Dramatische Fälle und ihre Heilung

Da ist Jackie, Mitte 70. Sie brettert nachts auf ihrem Motorrad umher – tief schlafend. Der 16-jährige Vincent fühlt sich täglich wie im Jetlag, verwechselt Morgen und Abend, Tag und Nacht. John, ein freundlicher Mann Anfang 80, macht seiner Frau Liz nachts das Leben zur Hölle, indem er sich im Schlaf auf sie wirft, an ihren Haaren zerrt und ihre Kehle umklammert. Janice, Ende 40, hat beim Einschlafen das Gefühl, ihr Herzschlag verlangsame sich und ihr Brustkorb werde so stark zusammengedrückt, dass sie fast erstickt. Vor Angst beißt sie sich auf die Zunge, bis ihr Mund mit Blut vollläuft. Jede Nacht.
Es sind dramatische Erfahrungen, die der Neurologe hier mit großer Anteilnahme schildert, und er sucht in akribischer medizinischer Detektivarbeit nach den richtigen Diagnosen: Wenn Adrians Muskeltonus zusammenbricht, könnte vieles der Grund sein: ein epileptischer Anfall, eine plötzliche Herzrhythmusstörung, eine Rückenmarksverletzung.
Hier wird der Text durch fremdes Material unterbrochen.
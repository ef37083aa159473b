//! 单次发生与按阶段优先级的批量发生。
use itertools::Itertools;
use tokio::time::Instant;

use super::{Engine, EngineEvent};
use crate::irrigation;
use crate::net::{Stage, TransitionId};

impl Engine {
    /// 按当前标识判断，`transition` 可发生时就发生它。
    ///
    /// 成功后替换标识、刷新 enabled 缓存、把镜像库所写回外部状态，
    /// 并登记该分区级联的下一阶段。被拒绝时什么都不变。
    /// 定时阶段没有门控 token，只能由 [`Engine::run_due`] 发生。
    pub fn fire(&mut self, transition: &str) -> bool {
        let Some(t) = self.net.transition_id(transition) else {
            log::debug!("fire: unknown transition `{}`", transition);
            return false;
        };
        self.fire_transition(t, false)
    }

    pub(super) fn fire_transition(&mut self, t: TransitionId, delayed: bool) -> bool {
        let next = match self.net.fire_transition(&self.marking, t) {
            Ok(next) => next,
            Err(err) => {
                log::trace!("fire refused: {}", err);
                return false;
            }
        };
        let before = std::mem::replace(&mut self.marking, next);
        self.refresh_enabled();
        self.write_back(&before);
        self.revision += 1;

        if let Some(transition) = self.net.transition(t) {
            log::debug!("fired `{}` (delayed: {})", transition.id, delayed);
            self.events.push(EngineEvent::Fired {
                transition: transition.id.clone(),
                delayed,
            });
        }
        self.schedule_follow_up(t);
        true
    }

    fn schedule_follow_up(&mut self, t: TransitionId) {
        let Some(transition) = self.net.transition(t) else {
            return;
        };
        let (Some(next_stage), Some(zone)) = (transition.stage.follow_up(), transition.zone) else {
            return;
        };
        let Some(delay) = self.config.timing.delay_after(transition.stage) else {
            return;
        };
        let Some(next) = irrigation::stage_transition(next_stage, zone) else {
            return;
        };
        if self.net.transition_id(&next).is_none() {
            return;
        }

        log::debug!("scheduling `{}` in {:?}", next, delay);
        self.scheduler.schedule(next.clone(), delay, Instant::now());
        self.events.push(EngineEvent::Scheduled {
            transition: next,
            after_ms: delay.as_millis() as u64,
        });
    }

    /// 按 Active、Stop、Drying、Start、Other 排序的可发生变迁，同级保持网中顺序。
    pub fn priority_order(&self) -> Vec<TransitionId> {
        self.enabled
            .iter_enumerated()
            .filter(|(_, enabled)| **enabled)
            .map(|(t, _)| t)
            .sorted_by_key(|&t| self.net.transition(t).map_or(Stage::Other, |t| t.stage))
            .collect()
    }

    /// 按阶段优先级反复发生，直到没有可发生的变迁或达到轮数上限。
    ///
    /// 每轮重新取可发生集合，只尝试前 `candidate_window` 个候选，
    /// 第一次成功的发生结束本轮。返回总发生次数。
    pub fn fire_all_enabled(&mut self) -> usize {
        let max_iterations = self.config.batch.max_iterations;
        let window = self.config.batch.candidate_window.max(1);

        let mut fired = 0;
        for _ in 0..max_iterations {
            let candidates = self.priority_order();
            let progressed = candidates
                .into_iter()
                .take(window)
                .any(|t| self.fire_transition(t, false));
            if !progressed {
                return fired;
            }
            fired += 1;
        }

        if !self.priority_order().is_empty() {
            log::warn!(
                "batch firing stopped at the iteration cap ({}), the net may not be quiescent",
                max_iterations
            );
        }
        fired
    }
}
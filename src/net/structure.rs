//! P/T 网静态结构元素：库所、迁移、弧与标识。
use std::fmt;
use std::hash::{Hash, Hasher};

use serde::{Deserialize, Serialize};

use crate::net::ids::PlaceId;
use crate::net::index_vec::IndexVec;

pub type Weight = u64;

/// Layout coordinates. Carried for export only, never read by the engine.
#[derive(Debug, Clone, Copy, Default, PartialEq, Eq, Hash, Serialize, Deserialize)]
pub struct Position {
    pub x: i32,
    pub y: i32,
}

impl Position {
    pub const fn new(x: i32, y: i32) -> Self {
        Self { x, y }
    }
}

#[derive(Debug, Clone, Serialize, Deserialize, PartialEq, Eq, Hash)]
pub struct Place {
    pub id: String,
    pub name: String,
    /// 初始标识；运行时的 token 数保存在 [`Marking`] 中。
    pub tokens: Weight,
    pub position: Position,
}

impl Place {
    pub fn new(id: impl Into<String>, name: impl Into<String>, tokens: Weight) -> Self {
        Self {
            id: id.into(),
            name: name.into(),
            tokens,
            position: Position::default(),
        }
    }

    pub fn at(mut self, x: i32, y: i32) -> Self {
        self.position = Position::new(x, y);
        self
    }
}

/// Stage of a timed irrigation process a transition belongs to.
///
/// The declaration order is the batch-firing priority: in-flight work is
/// drained (`Active`, then `Stop`, then `Drying`) before new cycles `Start`.
#[derive(Debug, Clone, Copy, PartialEq, Eq, PartialOrd, Ord, Hash, Serialize, Deserialize)]
pub enum Stage {
    Active,
    Stop,
    Drying,
    Start,
    Other,
}

impl Stage {
    /// 根据迁移 id 中的关键字推断阶段。
    pub fn classify(id: &str) -> Self {
        let id = id.to_ascii_lowercase();
        if id.contains("irrigat") || id.contains("active") {
            Stage::Active
        } else if id.contains("stop") {
            Stage::Stop
        } else if id.contains("dry") {
            Stage::Drying
        } else if id.contains("start") {
            Stage::Start
        } else {
            Stage::Other
        }
    }

    /// The stage a successful fire of `self` hands over to after its delay.
    pub fn follow_up(self) -> Option<Stage> {
        match self {
            Stage::Start => Some(Stage::Active),
            Stage::Active => Some(Stage::Stop),
            Stage::Stop => Some(Stage::Drying),
            Stage::Drying | Stage::Other => None,
        }
    }
}

#[derive(Clone, Serialize, Deserialize, PartialEq, Eq, Hash)]
pub struct Transition {
    pub id: String,
    pub name: String,
    pub stage: Stage,
    /// Zone index parsed from a trailing `_<n>` in the id.
    pub zone: Option<usize>,
    pub position: Position,
}

impl Transition {
    pub fn new(id: impl Into<String>, name: impl Into<String>) -> Self {
        let id = id.into();
        Self {
            stage: Stage::classify(&id),
            zone: zone_suffix(&id),
            name: name.into(),
            id,
            position: Position::default(),
        }
    }

    pub fn at(mut self, x: i32, y: i32) -> Self {
        self.position = Position::new(x, y);
        self
    }
}

impl fmt::Debug for Transition {
    fn fmt(&self, f: &mut fmt::Formatter<'_>) -> fmt::Result {
        f.debug_tuple("Transition")
            .field(&self.id)
            .field(&self.stage)
            .finish()
    }
}

fn zone_suffix(id: &str) -> Option<usize> {
    let (_, digits) = id.rsplit_once('_')?;
    digits.parse().ok()
}

#[derive(Debug, Clone, Copy, PartialEq, Eq, Hash, Serialize, Deserialize)]
#[serde(rename_all = "lowercase")]
pub enum ArcKind {
    Normal,
    /// 抑制弧：源库所有任意 token 即阻止发生，忽略权重。
    Inhibitor,
}

impl fmt::Display for ArcKind {
    fn fmt(&self, f: &mut fmt::Formatter<'_>) -> fmt::Result {
        f.write_str(match self {
            ArcKind::Normal => "normal",
            ArcKind::Inhibitor => "inhibitor",
        })
    }
}

/// A directed edge between a place and a transition, referenced by node id.
#[derive(Clone, Serialize, Deserialize, PartialEq, Eq, Hash)]
pub struct Arc {
    pub id: String,
    pub source: String,
    pub target: String,
    pub weight: Weight,
    pub kind: ArcKind,
}

impl Arc {
    pub fn normal(
        id: impl Into<String>,
        source: impl Into<String>,
        target: impl Into<String>,
        weight: Weight,
    ) -> Self {
        Self {
            id: id.into(),
            source: source.into(),
            target: target.into(),
            weight,
            kind: ArcKind::Normal,
        }
    }

    pub fn inhibitor(
        id: impl Into<String>,
        source: impl Into<String>,
        target: impl Into<String>,
    ) -> Self {
        Self {
            id: id.into(),
            source: source.into(),
            target: target.into(),
            weight: 1,
            kind: ArcKind::Inhibitor,
        }
    }
}

impl fmt::Debug for Arc {
    fn fmt(&self, f: &mut fmt::Formatter<'_>) -> fmt::Result {
        write!(
            f,
            "Arc({}: {} -[{} {}]-> {})",
            self.id, self.source, self.kind, self.weight, self.target
        )
    }
}

/// Token count of every place, indexed by [`PlaceId`].
#[derive(Clone, Serialize, Deserialize, PartialEq, Eq)]
pub struct Marking(pub IndexVec<PlaceId, Weight>);

impl Marking {
    pub fn new(initial: IndexVec<PlaceId, Weight>) -> Self {
        Self(initial)
    }

    pub fn len(&self) -> usize {
        self.0.len()
    }

    pub fn is_empty(&self) -> bool {
        self.0.is_empty()
    }

    pub fn iter(&self) -> impl Iterator<Item = (PlaceId, &Weight)> {
        self.0.iter_enumerated()
    }

    /// 越界的库所按 0 个 token 处理。
    pub fn tokens(&self, place: PlaceId) -> Weight {
        self.0.get(place).copied().unwrap_or(0)
    }

    pub fn tokens_mut(&mut self, place: PlaceId) -> Option<&mut Weight> {
        self.0.get_mut(place)
    }

    pub fn set(&mut self, place: PlaceId, tokens: Weight) {
        if let Some(slot) = self.0.get_mut(place) {
            *slot = tokens;
        }
    }

    pub fn total(&self) -> Weight {
        self.0.iter().sum()
    }
}

impl Hash for Marking {
    fn hash<H: Hasher>(&self, state: &mut H) {
        for value in self.0.iter() {
            value.hash(state);
        }
    }
}

impl fmt::Debug for Marking {
    fn fmt(&self, f: &mut fmt::Formatter<'_>) -> fmt::Result {
        let mut map = f.debug_map();
        for (place, tokens) in self.iter() {
            map.entry(&place, tokens);
        }
        map.finish()
    }
}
Der Schlaf: fein austariert, aber auch störungsanfällig

Erst wenn alles das ausgeschlossen werden kann, kommt eine Schlafstörung in Frage. Aber welche? In Adrians Gehirn, so konnte der Arzt schließlich herausfinden, wird die für eine REM-Schlafphase typische Muskellähmung tagsüber unkontrolliert eingeschaltet – das heißt "Kataplexie" und lässt sich mit Medikamenten lindern.
Mit jedem Kapitel begreift man mehr, wie fein austariert, aber eben auch störungsanfällig Schlaf- und Traumphasen sind. Detailreich schildert Guy Leschziner auf neuestem, oft überraschendem Forschungsstand, wie Psyche, Hormonhaushalt und Gehirn im Schlaf ineinandergreifen. Was nach unruhigen Beinen aussieht, hat in Wirklichkeit etwas mit entlegenen Hormonwegen zu tun. Was auf eine frühkindliche Traumatisierung zurückzugehen scheint, rührt tatsächlich von einer Epilepsie her.

Kompetent und spannend

So revolutionär die heutigen Erkenntnisse aus Schlaflaboren und der Hirnforschung sind – der Wissenschaft sind noch immer enge Grenzen gesteckt, wie der Autor sympathischerweise eingesteht. Das EEG, also die Ableitung von Strömen an der Kopfhaut, ist noch immer der Königsweg, um das schlafende Gehirn zu untersuchen. Doch diese Methode ist limitiert. "Stellen Sie sich vor", schreibt der Neurologe, "Sie hätten die Aufgabe, weltweit den Meeresboden der Ozeane zu vermessen, von den Wattgebieten der Nordsee bis in die Tiefen des Marianengrabens im Pazifik. Aber alles, was man Ihnen zur Verfügung stellt, sind Taucherbrille und Schnorchel."
Für alle, die eintauchen möchten in die geheimnisvollen Tiefen von Schlaf und Traum, ist "Nachtaktiv" genau richtig: kompetent und spannend.